Core Concepts
Continual pre-training of large language models initially trained on English corpora can effectively enhance their Japanese language capabilities, outperforming Japanese language models trained from scratch.
Abstract
This study presents the development of Swallow, a large language model (LLM) with enhanced Japanese capabilities, through continual pre-training on Llama 2 models. The key insights are:
Continual pre-training on Japanese corpora significantly improves the performance of Llama 2 models on Japanese tasks, especially in question answering, by up to 70%. The performance monotonically increases with the amount of Japanese training data.
Swallow, the continually pre-trained model, outperforms Japanese LLMs trained from scratch by 8.4 to 17.4 points on average, demonstrating the efficiency of the cross-lingual continual pre-training approach.
Vocabulary expansion, which adds Japanese characters and words to the model's vocabulary, improves computational efficiency without negatively impacting performance, except for the summarization task.
Incorporating parallel Japanese-English corpora into the continual pre-training enhances translation performance, particularly from Japanese to English, without degrading performance on other tasks.

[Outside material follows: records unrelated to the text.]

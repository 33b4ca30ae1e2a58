/// Shopping list management: CRUD, sharing, and guest-draft import
use crate::{
    account::Principal,
    error::{ApiError, ApiResult, ValidationCode},
};
use sqlx::{Row, SqlitePool};

/// A shopping list row
#[derive(Debug, Clone)]
pub struct List {
    pub id: i64,
    pub name: String,
    pub owner_id: i64,
}

/// A list as shown in the overview, with its item count
#[derive(Debug, Clone)]
pub struct ListSummary {
    pub id: i64,
    pub name: String,
    pub owner_id: i64,
    pub items_count: i64,
}

/// A guest-mode list about to be imported
#[derive(Debug, Clone)]
pub struct ListDraft {
    pub name: String,
    pub items: Vec<ItemDraft>,
}

/// A guest-mode item about to be imported
#[derive(Debug, Clone)]
pub struct ItemDraft {
    pub name: String,
    pub count: f64,
    pub purchased: bool,
}

/// Blob cleanup work left over after a list removal cascaded its image rows
#[derive(Debug)]
pub struct CascadedBlobs {
    pub owner_id: i64,
    pub stored_names: Vec<String>,
}

/// List manager service
pub struct ListManager {
    db: SqlitePool,
}

impl ListManager {
    /// Create a new list manager
    pub fn new(db: SqlitePool) -> Self {
        Self { db }
    }

    /// Create a list owned by the principal
    pub async fn create(&self, principal: &Principal, name: &str) -> ApiResult<List> {
        if name.trim().is_empty() {
            return Err(ApiError::Validation(ValidationCode::ListNameEmpty));
        }

        let row = sqlx::query("INSERT INTO lists (name, owner_id) VALUES (?1, ?2) RETURNING id")
            .bind(name)
            .bind(principal.user_id)
            .fetch_one(&self.db)
            .await?;

        Ok(List {
            id: row.get("id"),
            name: name.to_string(),
            owner_id: principal.user_id,
        })
    }

    /// Load a list or fail with not-found
    pub async fn require(&self, list_id: i64) -> ApiResult<List> {
        let row = sqlx::query("SELECT id, name, owner_id FROM lists WHERE id = ?1")
            .bind(list_id)
            .fetch_optional(&self.db)
            .await?
            .ok_or(ApiError::ListNotFound)?;

        Ok(List {
            id: row.get("id"),
            name: row.get("name"),
            owner_id: row.get("owner_id"),
        })
    }

    /// Load a list and require the principal to be its owner
    pub async fn require_owned(&self, list_id: i64, principal: &Principal) -> ApiResult<List> {
        let list = self.require(list_id).await?;

        if list.owner_id != principal.user_id {
            return Err(ApiError::Forbidden(
                "list is owned by another user".to_string(),
            ));
        }

        Ok(list)
    }

    /// Load a list the principal can at least read: owned or shared with them
    pub async fn require_access(&self, list_id: i64, principal: &Principal) -> ApiResult<List> {
        let list = self.require(list_id).await?;

        if list.owner_id == principal.user_id {
            return Ok(list);
        }

        let shared = sqlx::query(
            "SELECT 1 AS present FROM shared_lists WHERE list_id = ?1 AND user_id = ?2",
        )
        .bind(list_id)
        .bind(principal.user_id)
        .fetch_optional(&self.db)
        .await?
        .is_some();

        if !shared {
            return Err(ApiError::Forbidden(
                "list is not shared with this user".to_string(),
            ));
        }

        Ok(list)
    }

    /// All lists the principal owns or has been shared, with item counts
    pub async fn list_accessible(&self, principal: &Principal) -> ApiResult<Vec<ListSummary>> {
        let rows = sqlx::query(
            "SELECT lists.id, lists.name, lists.owner_id, COUNT(items.id) AS items_count
             FROM lists LEFT JOIN items ON items.list_id = lists.id
             WHERE lists.owner_id = ?1
                OR lists.id IN (SELECT list_id FROM shared_lists WHERE user_id = ?1)
             GROUP BY lists.id, lists.name, lists.owner_id
             ORDER BY lists.id",
        )
        .bind(principal.user_id)
        .fetch_all(&self.db)
        .await?;

        Ok(rows
            .into_iter()
            .map(|row| ListSummary {
                id: row.get("id"),
                name: row.get("name"),
                owner_id: row.get("owner_id"),
                items_count: row.get("items_count"),
            })
            .collect())
    }

    /// Rename a list (owner only)
    pub async fn rename(
        &self,
        list_id: i64,
        principal: &Principal,
        name: &str,
    ) -> ApiResult<List> {
        let mut list = self.require_owned(list_id, principal).await?;

        if name.trim().is_empty() {
            return Err(ApiError::Validation(ValidationCode::ListNameEmpty));
        }

        sqlx::query("UPDATE lists SET name = ?1 WHERE id = ?2")
            .bind(name)
            .bind(list_id)
            .execute(&self.db)
            .await?;

        list.name = name.to_string();

        Ok(list)
    }

    /// Remove a list (owner only). Items, shared entries, and image rows go
    /// with it via cascade; the caller is handed the stored blob names so
    /// the image service can sweep them after the commit.
    pub async fn remove(&self, list_id: i64, principal: &Principal) -> ApiResult<CascadedBlobs> {
        let list = self.require_owned(list_id, principal).await?;

        let stored_names: Vec<String> = sqlx::query(
            "SELECT images.stored_name
             FROM images JOIN items ON items.id = images.item_id
             WHERE items.list_id = ?1",
        )
        .bind(list_id)
        .fetch_all(&self.db)
        .await?
        .into_iter()
        .map(|row| row.get("stored_name"))
        .collect();

        sqlx::query("DELETE FROM lists WHERE id = ?1")
            .bind(list_id)
            .execute(&self.db)
            .await?;

        Ok(CascadedBlobs {
            owner_id: list.owner_id,
            stored_names,
        })
    }

    /// Share a list with another registered user by email (owner only)
    pub async fn share(&self, list_id: i64, principal: &Principal, email: &str) -> ApiResult<()> {
        self.require_owned(list_id, principal).await?;

        let target = sqlx::query("SELECT id FROM users WHERE email = ?1")
            .bind(email)
            .fetch_optional(&self.db)
            .await?
            .ok_or(ApiError::EmailNotFound)?;

        let target_id: i64 = target.get("id");

        // The owner already has access; treat self-sharing as a duplicate.
        if target_id == principal.user_id {
            return Err(ApiError::AlreadyShared);
        }

        sqlx::query("INSERT INTO shared_lists (list_id, user_id) VALUES (?1, ?2)")
            .bind(list_id)
            .bind(target_id)
            .execute(&self.db)
            .await
            .map_err(|e| {
                if crate::db::is_unique_violation(&e) {
                    ApiError::AlreadyShared
                } else {
                    ApiError::Database(e)
                }
            })?;

        Ok(())
    }

    /// Import guest drafts as fresh lists owned by the principal.
    ///
    /// Runs in one transaction so a half-imported browser state never
    /// becomes visible.
    pub async fn import(&self, principal: &Principal, drafts: Vec<ListDraft>) -> ApiResult<()> {
        let mut tx = self.db.begin().await?;

        for draft in drafts {
            let row = sqlx::query("INSERT INTO lists (name, owner_id) VALUES (?1, ?2) RETURNING id")
                .bind(&draft.name)
                .bind(principal.user_id)
                .fetch_one(&mut *tx)
                .await?;
            let list_id: i64 = row.get("id");

            for item in draft.items {
                sqlx::query(
                    "INSERT INTO items (list_id, name, count, purchased) VALUES (?1, ?2, ?3, ?4)",
                )
                .bind(list_id)
                .bind(&item.name)
                .bind(item.count)
                .bind(item.purchased)
                .execute(&mut *tx)
                .await?;
            }
        }

        tx.commit().await?;

        Ok(())
    }
}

The study provides valuable insights into effective methodologies for cross-lingual adaptation of large language models, leveraging both English and Japanese language resources.
Stats
The Swallow Corpus contains approximately 100B tokens, with 90% Japanese text and 10% English text.
The Japanese Wikipedia corpus contains 1.6B tokens.
The vocabulary expansion added 11,176 subwords to the original LLaMA tokenizer, resulting in a total vocabulary size of 43,176.
Quotes
"Continual pre-training of large language models (LLMs) initially trained on English corpus allows us to leverage the vast amount of English language resources and reduce the pre-training cost."
"Swallow achieved the highest performance in Japanese among all models developed in Japan (as of December 2023)."
"We show that continual pre-training is effective for improving Japanese abilities, especially question answering tasks that require Japanese knowledge."